[[ STUDY MATERIAL, beginning ]]

mod commands;

use std::path::PathBuf;

use anyhow::Result;
use clap::{Parser, Subcommand};
use tagvault_core::Store;

/// TagVault — tagged media store
#[derive(Parser)]
#[command(name = "tagvault", version, about)]
struct Cli {
    /// Path to the store database
    #[arg(long, default_value_t = default_store_path())]
    store: String,

    #[command(subcommand)]
    command: Commands,
}

#[derive(Subcommand)]
enum Commands {
    /// Manage tag types
    Types {
        #[command(subcommand)]
        action: Option<TypesAction>,
    },
    /// Manage tags
    Tags {
        #[command(subcommand)]
        action: Option<TagsAction>,
    },
    /// Manage catalogued media
    Media {
        #[command(subcommand)]
        action: MediaAction,
    },
    /// Show media similar to the given file
    Similar {
        path: PathBuf,
    },
    /// Run a built-in pseudo-tag as a query
    Find {
        /// Pseudo-tag name (e.g. ext, name, no_file, video)
        pseudo: String,
        /// Pattern or path argument, where the pseudo-tag takes one
        argument: Option<String>,
        /// Match flags: i = case-insensitive, s = case-sensitive
        #[arg(long, default_value = "")]
        flags: String,
    },
    /// Import every supported file under a directory
    Import {
        dir: PathBuf,
    },
    /// Recompute perceptual hashes for the whole catalog
    Rehash,
    /// Show store summary
    Status,
}

#[derive(Subcommand)]
enum TypesAction {
    /// Create a tag type
    Add {
        label: String,
        /// Single symbol glyph, e.g. '@' or '#'
        symbol: char,
        /// RGB color as hex, e.g. ff8800
        #[arg(long, default_value = "cccccc")]
        color: String,
    },
    /// Delete a tag type (its tags survive, untyped)
    Rm {
        id: i64,
    },
}

#[derive(Subcommand)]
enum TagsAction {
    /// Create a tag
    Add {
        label: String,
        /// Tag type id
        #[arg(long = "type")]
        type_id: Option<i64>,
        /// Definition making this a compound (query) tag
        #[arg(long)]
        definition: Option<String>,
    },
    /// Delete a tag, detaching it everywhere
    Rm {
        id: i64,
    },
}

#[derive(Subcommand)]
enum MediaAction {
    /// Catalog one file
    Add {
        path: PathBuf,
        /// Tags to attach, repeatable
        #[arg(long = "tag")]
        tags: Vec<String>,
    },
    /// Remove one item from the catalog
    Rm {
        id: i64,
        /// Also delete the file
        #[arg(long)]
        from_disk: bool,
    },
    /// Move the file on disk and repoint the catalog
    Mv {
        id: i64,
        new_path: PathBuf,
        #[arg(long)]
        overwrite: bool,
    },
    /// Fold a duplicate into a keeper: tags merge, the source goes away
    Merge {
        source: i64,
        dest: i64,
        /// Also delete the source file
        #[arg(long)]
        delete_source: bool,
    },
    /// Attach tags to an item
    Tag {
        id: i64,
        labels: Vec<String>,
    },
    /// Detach tags from an item
    Untag {
        id: i64,
        labels: Vec<String>,
    },
    /// List all media
    Ls,
    /// Show one item with its tags
    Show {
        id: i64,
    },
}

fn default_store_path() -> String {
    let home = std::env::var("HOME").unwrap_or_else(|_| ".".to_string());
    PathBuf::from(home)
        .join(".tagvault")
        .join("store.db")
        .to_string_lossy()
        .to_string()
}

fn init_logging() {
    use tracing_subscriber::EnvFilter;
    let filter =
        EnvFilter::try_from_env("TAGVAULT_LOG").unwrap_or_else(|_| EnvFilter::new("warn"));
    tracing_subscriber::fmt()
        .with_env_filter(filter)
        .with_target(false)
        .init();
}

fn main() -> Result<()> {
    init_logging();
    let cli = Cli::parse();
    let store = Store::open(&PathBuf::from(&cli.store))?;

    match cli.command {
        Commands::Types { action } => match action {
            None => commands::types::list(&store)?,
            Some(TypesAction::Add { label, symbol, color }) => {
                commands::types::add(&store, label, symbol, &color)?
            }
            Some(TypesAction::Rm { id }) => commands::types::rm(&store, id)?,
        },
        Commands::Tags { action } => match action {
            None => commands::tags::list(&store)?,
            Some(TagsAction::Add { label, type_id, definition }) => {
                commands::tags::add(&store, label, type_id, definition)?
            }
            Some(TagsAction::Rm { id }) => commands::tags::rm(&store, id)?,
        },
        Commands::Media { action } => match action {
            MediaAction::Add { path, tags } => commands::media::add(&store, path, tags)?,
            MediaAction::Rm { id, from_disk } => commands::media::rm(&store, id, from_disk)?,
            MediaAction::Mv { id, new_path, overwrite } => {
                commands::media::mv(&store, id, new_path, overwrite)?
            }
            MediaAction::Merge { source, dest, delete_source } => {
                commands::media::merge(&store, source, dest, delete_source)?
            }
            MediaAction::Tag { id, labels } => commands::media::tag(&store, id, labels)?,
            MediaAction::Untag { id, labels } => commands::media::untag(&store, id, labels)?,
            MediaAction::Ls => commands::media::ls(&store)?,
            MediaAction::Show { id } => commands::media::show(&store, id)?,
        },
        Commands::Similar { path } => commands::search::similar(&store, path)?,
        Commands::Find { pseudo, argument, flags } => {
            commands::search::find(&store, &pseudo, argument.as_deref(), &flags)?
        }
        Commands::Import { dir } => commands::import::run(&store, dir)?,
        Commands::Rehash => commands::import::rehash(&store)?,
        Commands::Status => commands::status::run(&store)?,
    }

    Ok(())
}
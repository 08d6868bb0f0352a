//! Built-in pseudo-tags: virtual tags whose meaning is a SQL fragment over
//! the `images` table rather than a stored attachment. A query compiler
//! resolves a pseudo-tag by name and splices the expanded SQL into the
//! statement it is building.
//!
//! Flags are boolean properties of the file itself; pattern tags take one
//! argument plus optional match flags (`i` case-insensitive, `s` force
//! case-sensitive, sensitive by default).

use crate::error::{Error, Result};

#[derive(Debug, Clone, Copy)]
pub enum PseudoTagKind {
    /// No argument; the SQL stands on its own.
    Flag { sql: &'static str },
    /// One argument substituted into the template. `accepts_regex` tags
    /// treat it as a regex for the REGEX function; the rest take a literal.
    Pattern {
        template: &'static str,
        accepts_regex: bool,
    },
}

#[derive(Debug, Clone, Copy)]
pub struct PseudoTag {
    pub name: &'static str,
    pub kind: PseudoTagKind,
}

/// The whole registry. Adding a pseudo-tag means adding a row here and, if
/// it needs one, a scalar function in `store::functions`.
pub const PSEUDO_TAGS: &[PseudoTag] = &[
    PseudoTag {
        name: "no_file",
        kind: PseudoTagKind::Flag {
            sql: "SELECT id FROM images WHERE NOT FILE_EXISTS(path)",
        },
    },
    PseudoTag {
        name: "no_tags",
        kind: PseudoTagKind::Flag {
            sql: "SELECT id FROM images WHERE id NOT IN (SELECT image_id FROM image_tag)",
        },
    },
    PseudoTag {
        name: "no_hash",
        kind: PseudoTagKind::Flag {
            sql: "SELECT id FROM images WHERE hash IS NULL",
        },
    },
    PseudoTag {
        name: "video",
        kind: PseudoTagKind::Flag {
            sql: "SELECT id FROM images WHERE IS_VIDEO(path)",
        },
    },
    PseudoTag {
        name: "ext",
        kind: PseudoTagKind::Pattern {
            template: "SELECT id FROM images WHERE RINSTR(path, '.') > 0 \
                       AND REGEX(SUBSTR(path, RINSTR(path, '.') + 1), '%s', '%s')",
            accepts_regex: true,
        },
    },
    PseudoTag {
        name: "name",
        kind: PseudoTagKind::Pattern {
            template: "SELECT id FROM images \
                       WHERE REGEX(SUBSTR(path, RINSTR(path, '/') + 1), '%s', '%s')",
            accepts_regex: true,
        },
    },
    PseudoTag {
        name: "path",
        kind: PseudoTagKind::Pattern {
            template: "SELECT id FROM images WHERE REGEX(path, '%s', '%s')",
            accepts_regex: true,
        },
    },
    PseudoTag {
        name: "similar_to",
        kind: PseudoTagKind::Pattern {
            template: "SELECT id FROM images WHERE SIMILAR_HASHES(hash, \
                       (SELECT hash FROM images WHERE path = '%s' LIMIT 1))",
            accepts_regex: false,
        },
    },
];

pub fn lookup(name: &str) -> Option<&'static PseudoTag> {
    PSEUDO_TAGS.iter().find(|p| p.name == name)
}

impl PseudoTag {
    /// Expand into a SQL fragment selecting matching image ids.
    pub fn expand(&self, argument: Option<&str>, flags: &str) -> Result<String> {
        if !flags.chars().all(|c| c == 'i' || c == 's') {
            return Err(Error::IllegalArgument(format!(
                "unknown match flags '{flags}'"
            )));
        }
        match self.kind {
            PseudoTagKind::Flag { sql } => {
                if argument.is_some() {
                    return Err(Error::IllegalArgument(format!(
                        "pseudo-tag '{}' takes no argument",
                        self.name
                    )));
                }
                Ok(sql.to_string())
            }
            PseudoTagKind::Pattern {
                template,
                accepts_regex,
            } => {
                let argument = argument.ok_or_else(|| {
                    Error::IllegalArgument(format!(
                        "pseudo-tag '{}' requires an argument",
                        self.name
                    ))
                })?;
                let escaped = sql_escape(argument);
                if accepts_regex {
                    Ok(fill_slots(template, &[&escaped, resolve_flags(flags)]))
                } else {
                    Ok(fill_slots(template, &[&escaped]))
                }
            }
        }
    }
}

/// Literal text inside single quotes: SQLite doubles embedded quotes.
fn sql_escape(text: &str) -> String {
    text.replace('\'', "''")
}

/// Fill the template's `%s` slots left to right. Substituted values are
/// never rescanned, so an argument containing `%s` passes through intact.
fn fill_slots(template: &str, values: &[&str]) -> String {
    let mut out = String::with_capacity(template.len());
    let mut rest = template;
    for value in values {
        match rest.split_once("%s") {
            Some((head, tail)) => {
                out.push_str(head);
                out.push_str(value);
                rest = tail;
            }
            None => break,
        }
    }
    out.push_str(rest);
    out
}

fn resolve_flags(flags: &str) -> &'static str {
    if !flags.contains('s') && flags.contains('i') {
        "i"
    } else {
        ""
    }
}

[[ STUDY MATERIAL, end ]]

• TASK GOAL: What are the lines above, starting at the one with "fn fill_slots(template: &str, values: &[&str])" and ending at the one with "out.push_str(head);"? Give them again exactly, and only them.

• WRITTEN RESPONSE:
fn fill_slots(template: &str, values: &[&str]) -> String {
    let mut out = String::with_capacity(template.len());
    let mut rest = template;
    for value in values {
        match rest.split_once("%s") {
            Some((head, tail)) => {
                out.push_str(head);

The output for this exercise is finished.